The activities of SOD, POD and CAT increased with the increase of the concentration of NaCl in S. sieb. The results of the present study also indicated that similar to SOD, POD and CAT activities coordinate with SOD activity to play a central protective role in •O2¯ and H2O2 scavenging processes at moderate concentrations of salt. It is very important of the activities of antioxidant enzyme in plants to protect S. sieb from injuries under salt stress. The specific and salt-dependent changes observed for the different anti-oxidative enzymes and anti-oxidants showed that salt abiotic elicitor of phytopathological and anti-oxidative defenses in S. sieb. The salt tolerance of this halophyte under salt stress condition are probably due to its ability to exhibit high SOD, POD and CAT enzyme activities and SS concentration.
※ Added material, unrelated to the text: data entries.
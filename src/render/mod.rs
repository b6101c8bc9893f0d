//! Document rendering: layer tree to format-agnostic primitives, and primitives to SVG.

/// Drawing document and primitive types.
pub mod document;
/// Layer tree to document.
pub mod renderer;
/// Deterministic SVG serialization.
pub mod svg;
Little is known about the physiological mechanism of plants resisting salt stress. Understanding the mechanism of native halophytes resisting salt stress is important for the ecological recovery and exploitation of the saltalkalinized soil, discovering natural salt resistant genes and developing salt-resistance biotechnology. S. sieb grows perennially in highly saltalkalinized habitats, forcing evolution to form special mechanisms for anti-oxidative enzymes activity under the salt stress.
This study was supported by grants from the Natural Science Foundation of Shandong Province (Y2008D40) and Natural Science Foundation of Dezhou University (No. 07019).